Auch weiß ich nichts davon, dass sie mir mal 400 DM geschickt hat und ich mich bei ihr mit einem Brief bedankt habe. Obwohl sie mir eine Kopie des Briefes mit meiner Handschrift beigelegt hatte, kann ich mich nicht daran erinnern. Auch ihre Entrüstung, dass ich, bis auf das eine Mal nie geantwortet hätte, findet für mich nur die Erklärung, dass mein Vater und meine Stiefmutter die Post meiner Mutter haben verschwinden lassen.
Wahrscheinlich habe ich mich aufgrund der damaligen seelischen Überforderung als Kind schon in einer Art depressivem Stupor befunden, der bei traumatisierten Kindern mit Depressionen häufig zum Schutz vor weiteren seelischen Verletzungen vorkommen kann. Das würde auch die, wie in Nebelschwaden verschwommenen Erinnerungen, erklären und nicht nur, mit den Worten meiner Mutter, meine „lebhafte Fantasie“ sein.
Aus einem Sammelsurium von solchen erlebten Gefühlen, Begegnungen und Beziehungen aus meinem privaten, wie auch beruflichen Alltag, habe ich in den letzten Jahren versucht, einigermaßen strukturiert und verständlich lesbar dieses Buch zu schreiben.
Dabei ist mir jetzt erst richtig klar geworden, dass alle Konflikte von Alt und Jung, in Partnerschaften, Freundeskreisen und sonstigen Bekanntschaften ihren Ursprung in der Lebensgeschichte jedes Einzelnen haben.
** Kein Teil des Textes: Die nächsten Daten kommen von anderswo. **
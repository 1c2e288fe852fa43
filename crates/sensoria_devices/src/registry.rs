//! Capability-typed device registry.
//!
//! Read-mostly: lookups clone a snapshot, writes go through one lock.
//! A sweeper marks devices offline after three missed heartbeat periods.

use crate::port::DevicePort;
use sensoria_core::{DeviceDescriptor, DeviceStatus};
use std::collections::HashMap;
use std::sync::Arc;
use std::time::Duration;
use tokio::sync::RwLock;

/// How many heartbeat periods a device may miss before going offline.
const OFFLINE_AFTER_PERIODS: i64 = 3;

#[derive(Clone)]
pub struct RegisteredDevice {
    pub descriptor: DeviceDescriptor,
    pub port: Arc<dyn DevicePort>,
}

pub struct DeviceRegistry {
    devices: RwLock<HashMap<String, RegisteredDevice>>,
    heartbeat_period: Duration,
}

impl DeviceRegistry {
    pub fn new(heartbeat_period: Duration) -> Arc<Self> {
        Arc::new(Self {
            devices: RwLock::new(HashMap::new()),
            heartbeat_period,
        })
    }

    /// Register or replace a device with its adapter.
    pub async fn register(&self, descriptor: DeviceDescriptor, port: Arc<dyn DevicePort>) {
        let id = descriptor.id.clone();
        let mut devices = self.devices.write().await;
        devices.insert(id.clone(), RegisteredDevice { descriptor, port });
        tracing::info!("device {} registered", id);
    }

    pub async fn deregister(&self, id: &str) -> bool {
        self.devices.write().await.remove(id).is_some()
    }

    /// Refresh a device's `last_seen` and bring it back online. Returns
    /// false for unknown devices.
    pub async fn heartbeat(&self, id: &str) -> bool {
        let mut devices = self.devices.write().await;
        match devices.get_mut(id) {
            Some(device) => {
                device.descriptor.last_seen = chrono::Utc::now().timestamp();
                device.descriptor.status = DeviceStatus::Online;
                true
            }
            None => false,
        }
    }

    pub async fn get(&self, id: &str) -> Option<RegisteredDevice> {
        self.devices.read().await.get(id).cloned()
    }

    /// Snapshot of all descriptors, sorted by id.
    pub async fn snapshot(&self) -> Vec<DeviceDescriptor> {
        let devices = self.devices.read().await;
        let mut all: Vec<DeviceDescriptor> =
            devices.values().map(|d| d.descriptor.clone()).collect();
        all.sort_by(|a, b| a.id.cmp(&b.id));
        all
    }

    pub async fn all_ids(&self) -> Vec<String> {
        let mut ids: Vec<String> = self.devices.read().await.keys().cloned().collect();
        ids.sort();
        ids
    }

    pub async fn count(&self) -> usize {
        self.devices.read().await.len()
    }

    /// Mark devices with no contact for three heartbeat periods offline.
    /// Returns how many transitioned.
    pub async fn sweep_offline(&self) -> usize {
        let cutoff = chrono::Utc::now().timestamp()
            - OFFLINE_AFTER_PERIODS * self.heartbeat_period.as_secs() as i64;
        let mut devices = self.devices.write().await;
        let mut transitioned = 0;
        for device in devices.values_mut() {
            if device.descriptor.status != DeviceStatus::Offline
                && device.descriptor.last_seen < cutoff
            {
                device.descriptor.status = DeviceStatus::Offline;
                transitioned += 1;
                tracing::info!("device {} marked offline", device.descriptor.id);
            }
        }
        transitioned
    }

    /// Spawn the periodic offline sweeper.
    pub fn spawn_sweeper(self: &Arc<Self>) -> tokio::task::JoinHandle<()> {
        let registry = self.clone();
        let period = self.heartbeat_period;
        tokio::spawn(async move {
            let mut ticker = tokio::time::interval(period);
            loop {
                ticker.tick().await;
                registry.sweep_offline().await;
            }
        })
    }
}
Wir haben alle nicht gelernt, dass man die Wertigkeit der Wahrheit nur begreifen kann, wenn man sich mit ihr im wahrsten Sinne des Wortes auch befasst. Ebenso haben wir alle nicht gelernt, mit der Wahrheit so umzugehen, dass wir sie nicht immer umgehen müssen.
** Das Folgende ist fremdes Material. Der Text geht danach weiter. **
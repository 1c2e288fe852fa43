//! Span computation: where segments begin and end.
//!
//! All functions work on a `&[char]` of the NFC-normalized input and return
//! half-open `(start, end)` char ranges. Ranges never overlap, are strictly
//! increasing, and skip only whitespace, so the gaps between them are the
//! stripped separators the reconstruction invariant needs.

/// Sentence-terminal punctuation. The terminator run stays with the
/// preceding segment; consecutive terminators collapse into one boundary.
pub fn is_terminator(c: char) -> bool {
    matches!(c, '.' | '!' | '?' | '。' | '！' | '？')
}

fn trim_span(chars: &[char], start: usize, end: usize) -> (usize, usize) {
    let mut s = start;
    let mut e = end;
    while s < e && chars[s].is_whitespace() {
        s += 1;
    }
    while e > s && chars[e - 1].is_whitespace() {
        e -= 1;
    }
    (s, e)
}

/// Split `[from, to)` into sentence spans.
pub fn sentence_spans(chars: &[char], from: usize, to: usize) -> Vec<(usize, usize)> {
    let mut spans = Vec::new();
    let mut i = from;
    while i < to {
        while i < to && chars[i].is_whitespace() {
            i += 1;
        }
        if i >= to {
            break;
        }
        let start = i;
        while i < to {
            if is_terminator(chars[i]) {
                while i < to && is_terminator(chars[i]) {
                    i += 1;
                }
                break;
            }
            i += 1;
        }
        let (s, e) = trim_span(chars, start, i);
        if s < e {
            spans.push((s, e));
        }
    }
    spans
}

/// Split `[from, to)` into paragraph spans. A paragraph boundary is a
/// whitespace run containing at least two newline characters.
pub fn paragraph_spans(chars: &[char], from: usize, to: usize) -> Vec<(usize, usize)> {
    let mut spans = Vec::new();
    let mut i = from;
    while i < to {
        while i < to && chars[i].is_whitespace() {
            i += 1;
        }
        if i >= to {
            break;
        }
        let start = i;
        let mut end = to;
        let mut j = i;
        while j < to {
            if chars[j].is_whitespace() {
                let ws_start = j;
                let mut newlines = 0;
                while j < to && chars[j].is_whitespace() {
                    if chars[j] == '\n' {
                        newlines += 1;
                    }
                    j += 1;
                }
                if newlines >= 2 {
                    end = ws_start;
                    break;
                }
            } else {
                j += 1;
            }
        }
        let (s, e) = trim_span(chars, start, end);
        if s < e {
            spans.push((s, e));
        }
        i = j.max(end);
    }
    spans
}

/// Count paragraph boundaries in the whole text (used by the adaptive
/// strategy to decide between paragraph and sentence splitting).
pub fn paragraph_break_count(chars: &[char]) -> usize {
    let mut breaks = 0;
    let mut i = 0;
    while i < chars.len() {
        if chars[i].is_whitespace() {
            let mut newlines = 0;
            while i < chars.len() && chars[i].is_whitespace() {
                if chars[i] == '\n' {
                    newlines += 1;
                }
                i += 1;
            }
            if newlines >= 2 {
                breaks += 1;
            }
        } else {
            i += 1;
        }
    }
    breaks
}

/// Enforce `max_chunk_chars` on one span: sub-segment by sentence, and
/// where a single sentence is still over the limit, split at the nearest
/// whitespace before the limit (hard cut when there is none).
pub fn enforce_cap(chars: &[char], span: (usize, usize), cap: usize) -> Vec<(usize, usize)> {
    let (start, end) = span;
    if cap == 0 || end - start <= cap {
        return vec![span];
    }

    let sentences = sentence_spans(chars, start, end);
    if sentences.len() > 1 {
        let mut out = Vec::new();
        for s in sentences {
            out.extend(enforce_cap(chars, s, cap));
        }
        return out;
    }

    // One oversized sentence: whitespace-bounded pieces.
    let mut out = Vec::new();
    let mut s = start;
    while end - s > cap {
        let window_end = s + cap;
        let cut = (s + 1..=window_end)
            .rev()
            .find(|&i| chars[i - 1].is_whitespace() || (i < end && chars[i].is_whitespace()));
        let split_at = match cut {
            // Prefer cutting at whitespace so no mid-word break happens.
            Some(i) => i,
            None => window_end,
        };
        let (ts, te) = trim_span(chars, s, split_at);
        if ts < te {
            out.push((ts, te));
        }
        // Skip the whitespace we split on.
        let mut next = split_at;
        while next < end && chars[next].is_whitespace() {
            next += 1;
        }
        s = next;
    }
    let (ts, te) = trim_span(chars, s, end);
    if ts < te {
        out.push((ts, te));
    }
    out
}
Da wir in gewisser Weise alle Nachkriegskinder sind, geprägt durch die Auswirkungen, die auch unsere Eltern und Urgroßeltern so haben werden lassen wie sie sind, hoffe ich, durch meine Zeilen ein wenig dazu beizutragen, dass wir alle etwas mehr nachdenken, warum wir über viele Dinge nicht reden können, oder wollen. Wir vergeben damit die Chance, etwas zu ändern, was uns stört, etwas zu erreichen, was wir uns wünschen, aber auch die Chance, einfach nur unserem Ärger Luft zu machen, damit er uns nicht die schönen Dinge des Lebens verdirbt, in jeder Beziehung.
Die Erklärung dafür, warum vieles in unserem Leben so ist, wie es ist, finden wir in unserer Familiengeschichte. Nur wenn wir uns mit ihr befassen, indem wir uns mit ihr erst zusammen- und dann auseinandersetzen und vor allen Dingen darüber reden, können wir gedanklich begreifen, was uns so gemacht hat, wie wir sind.
Ehrlichkeit und Fairness
sollten einen höheren Stellenwert
in unserem Leben bekommen,
denn es ist (nur) einmalig und endlich.